SoundSnap (discovered via Crave) offers royalty free sounds for your filmmaking/podcasting/prank-phone-call pleasure. I’m planning to check it out for a short film I’m editing currently, and I’ll let you know what my experiences are.
Some Good Advice
The UC Berkeley School of Journalism has some pretty awesome people. They even put together a Documentary Cookbook – which gives a brief history of their mission followed by some excellent advice on how to make, in effect, the Ikea of movies – looks really nice, but costs next to nothing.
If you read nothing else, read “Basic Approach” onward. My favorite bit of advice: “Avoid air travel. Is there no good film to be made within 100 miles of home?” That made me think. I live in a place chock full of history, conflict, tradition and rebellion. . . are there no good stories to be told about Cambridge?

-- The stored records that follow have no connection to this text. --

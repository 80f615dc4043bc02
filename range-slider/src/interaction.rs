//! Gesture plumbing shared by both slider controllers.
//!
//! Controllers only understand offsets along the track. [`PointerDriver`]
//! sits between the host's raw pointer events and a controller: it filters
//! events that must not start or continue a drag, keeps the grab offset when
//! a press lands on a handle, and holds the move/up listener subscription for
//! exactly as long as a gesture runs.

use std::sync::Arc;

use tracing::{debug, trace};

use crate::geometry::{InputKind, PointerInput, PointerPosition, TrackGeometry};

/// The narrow interface a controller exposes to gesture handling and
/// indicator rendering.
pub trait SliderInteraction {
    /// Value reported to listeners: one number, or all bounds.
    type Value;

    /// Track geometry used to turn coordinates into offsets.
    fn track(&self) -> &TrackGeometry;

    /// Starts a gesture at `offset` from the track start.
    fn on_pointer_down(&mut self, offset: f64);

    /// Continues the running gesture.
    fn on_pointer_move(&mut self, offset: f64);

    /// Ends the running gesture.
    fn on_pointer_up(&mut self);

    /// Whether a gesture is running.
    fn is_dragging(&self) -> bool;

    /// Whether presses are ignored.
    fn is_disabled(&self) -> bool;

    /// Current value.
    fn current(&self) -> Self::Value;

    /// Lower end of the highlighted span.
    fn lower_bound(&self) -> f64;

    /// Upper end of the highlighted span.
    fn upper_bound(&self) -> f64;
}

/// Document-level move/up listeners provided by the host.
///
/// Subscriptions are per input family: a mouse gesture listens for mouse
/// move and mouse up, a touch gesture for touch move and touch end.
pub trait GestureListeners: Send + Sync {
    /// Starts delivering move and up events of `kind` to the driver.
    fn subscribe(&self, kind: InputKind);

    /// Stops delivering them.
    fn unsubscribe(&self, kind: InputKind);
}

/// Guard for a listener subscription. Unsubscribes when released or dropped.
pub struct ListenerGuard {
    listeners: Arc<dyn GestureListeners>,
    kind: InputKind,
    released: bool,
}

impl ListenerGuard {
    /// Subscribes `kind` and returns the guard owning the subscription.
    pub fn subscribe(listeners: Arc<dyn GestureListeners>, kind: InputKind) -> Self {
        listeners.subscribe(kind);
        Self {
            listeners,
            kind,
            released: false,
        }
    }

    /// Input family of the subscription.
    pub fn kind(&self) -> InputKind {
        self.kind
    }

    /// Unsubscribes immediately. Usually you rely on `Drop` instead.
    pub fn release(mut self) {
        self.unsubscribe();
    }

    fn unsubscribe(&mut self) {
        if !self.released {
            self.listeners.unsubscribe(self.kind);
            self.released = true;
        }
    }
}

impl Drop for ListenerGuard {
    fn drop(&mut self) {
        self.unsubscribe();
    }
}

impl std::fmt::Debug for ListenerGuard {
    fn fmt(&self, f: &mut std::fmt::Formatter<'_>) -> std::fmt::Result {
        f.debug_struct("ListenerGuard")
            .field("kind", &self.kind)
            .field("released", &self.released)
            .finish()
    }
}

/// Feeds raw pointer events into a slider controller.
///
/// Dropping the driver releases any active subscription without reporting
/// the end of the gesture.
pub struct PointerDriver<C> {
    controller: C,
    listeners: Arc<dyn GestureListeners>,
    guard: Option<ListenerGuard>,
    drag_offset: f64,
}

impl<C: SliderInteraction> PointerDriver<C> {
    /// Wraps `controller`, subscribing gesture listeners through `listeners`.
    pub fn new(controller: C, listeners: Arc<dyn GestureListeners>) -> Self {
        Self {
            controller,
            listeners,
            guard: None,
            drag_offset: 0.0,
        }
    }

    /// The wrapped controller.
    pub fn controller(&self) -> &C {
        &self.controller
    }

    /// The wrapped controller, mutably. Used for configuration changes and
    /// track updates.
    pub fn controller_mut(&mut self) -> &mut C {
        &mut self.controller
    }

    /// Whether move/up listeners are currently subscribed.
    pub fn is_listening(&self) -> bool {
        self.guard.is_some()
    }

    /// Distance between the press and the center of the grabbed handle.
    pub fn drag_offset(&self) -> f64 {
        self.drag_offset
    }

    /// Handles a press.
    ///
    /// `grabbed_handle_center` is the main-axis center of the handle under
    /// the pointer, if the press landed on one. The gesture then starts at
    /// that center and later moves keep the grab offset, so the handle does
    /// not jump under the pointer. Returns whether a gesture started; a
    /// disabled slider never starts one.
    pub fn pointer_down(
        &mut self,
        input: PointerInput,
        position: PointerPosition,
        grabbed_handle_center: Option<f64>,
    ) -> bool {
        if self.controller.is_disabled() || !input.can_start_drag() {
            trace!(?input, "pointer down ignored");
            return false;
        }

        let track = *self.controller.track();
        let mut coordinate = track.orientation.main_axis(position);
        match grabbed_handle_center {
            Some(center) => {
                self.drag_offset = coordinate - center;
                coordinate = center;
            }
            None => self.drag_offset = 0.0,
        }

        if let Some(guard) = self.guard.take() {
            guard.release();
        }
        self.controller.on_pointer_down(track.offset_of(coordinate));
        self.guard = Some(ListenerGuard::subscribe(
            Arc::clone(&self.listeners),
            input.kind(),
        ));
        true
    }

    /// Handles a move delivered by the subscribed listeners.
    ///
    /// A touch event that no longer describes a single-finger drag ends the
    /// gesture instead.
    pub fn pointer_move(&mut self, input: PointerInput, position: PointerPosition) {
        if self.guard.is_none() {
            return;
        }
        if input.aborts_drag() {
            debug!(?input, "gesture aborted by multi-touch input");
            self.end();
            return;
        }

        let track = *self.controller.track();
        let coordinate = track.orientation.main_axis(position) - self.drag_offset;
        self.controller.on_pointer_move(track.offset_of(coordinate));
    }

    /// Handles a release delivered by the subscribed listeners.
    pub fn pointer_up(&mut self) {
        if self.guard.is_none() {
            return;
        }
        self.end();
    }

    /// The slider surface went away mid-gesture.
    ///
    /// Ends the gesture the same way a release would.
    pub fn detach(&mut self) {
        if self.guard.is_none() {
            return;
        }
        debug!("slider surface detached during gesture");
        self.end();
    }

    /// Unwraps the controller, releasing any subscription.
    pub fn into_inner(self) -> C {
        self.controller
    }

    fn end(&mut self) {
        if let Some(guard) = self.guard.take() {
            guard.release();
        }
        self.controller.on_pointer_up();
    }
}

impl<C: std::fmt::Debug> std::fmt::Debug for PointerDriver<C> {
    fn fmt(&self, f: &mut std::fmt::Formatter<'_>) -> std::fmt::Result {
        f.debug_struct("PointerDriver")
            .field("controller", &self.controller)
            .field("guard", &self.guard)
            .field("drag_offset", &self.drag_offset)
            .finish_non_exhaustive()
    }
}
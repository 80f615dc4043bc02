use std::sync::Arc;

use parking_lot::Mutex;

use crate::callback::{CallbackWith, SliderCallbacks};

#[derive(Debug, Clone, PartialEq)]
pub(crate) enum Event<T> {
    Before(T),
    Change(T),
    After(T),
}

/// Records every slider event in arrival order.
#[derive(Clone)]
pub(crate) struct EventLog<T> {
    events: Arc<Mutex<Vec<Event<T>>>>,
}

impl<T: Clone + Send + 'static> EventLog<T> {
    pub(crate) fn new() -> Self {
        Self {
            events: Arc::new(Mutex::new(Vec::new())),
        }
    }

    pub(crate) fn callbacks(&self) -> SliderCallbacks<T> {
        SliderCallbacks {
            on_before_change: self.recorder(Event::Before),
            on_change: self.recorder(Event::Change),
            on_after_change: self.recorder(Event::After),
        }
    }

    /// Drains the recorded events.
    pub(crate) fn take(&self) -> Vec<Event<T>> {
        std::mem::take(&mut *self.events.lock())
    }

    fn recorder(&self, wrap: fn(T) -> Event<T>) -> CallbackWith<T> {
        let events = Arc::clone(&self.events);
        CallbackWith::new(move |value| events.lock().push(wrap(value)))
    }
}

There are plenty of narrative films that use Harvard as the romantic, leaf-scattered backdrop upon which any number of fantasies come into play (Elle Woods in Legally Blonde and the romance in Good Will Hunting come to mind). But there’s more to Cambridge than People-Who-Attend-Harvard and People-Who-Don’t. Maybe there’s a story in that.
What’s a Best Boy again?
Skillset has a great list of Film Jobs with descriptions and suggestions for breaking into the roles. It’s very helpful in figuring out who all the different people are who contribute to making a film. It’s also very useful in determining what titles to give your friends and colleagues who did various miscellaneous things for your no-budget indie.
Insomnia Film Festival Advice from John August
John August has some advice for people entering the Insomnia Film Festival over on his blog.
The one line summary? Go funny, get quality sound, and prepare in advance then adapt to the requirements rather than going in blind. Read his post for more.
Permits in NYC
Yes, I’m back. Yes, you will have to wait a little longer for a real post. For now, I just felt the need to share John August’s post on permits and echo his sentiments. I pretty much agree with his assessment that the difference between a couple people with a video camera and a full on film shoot is an important distinction and the former should not be stifled to protect the public from the later.
Edit: Seems that NYC declined the new restrictions.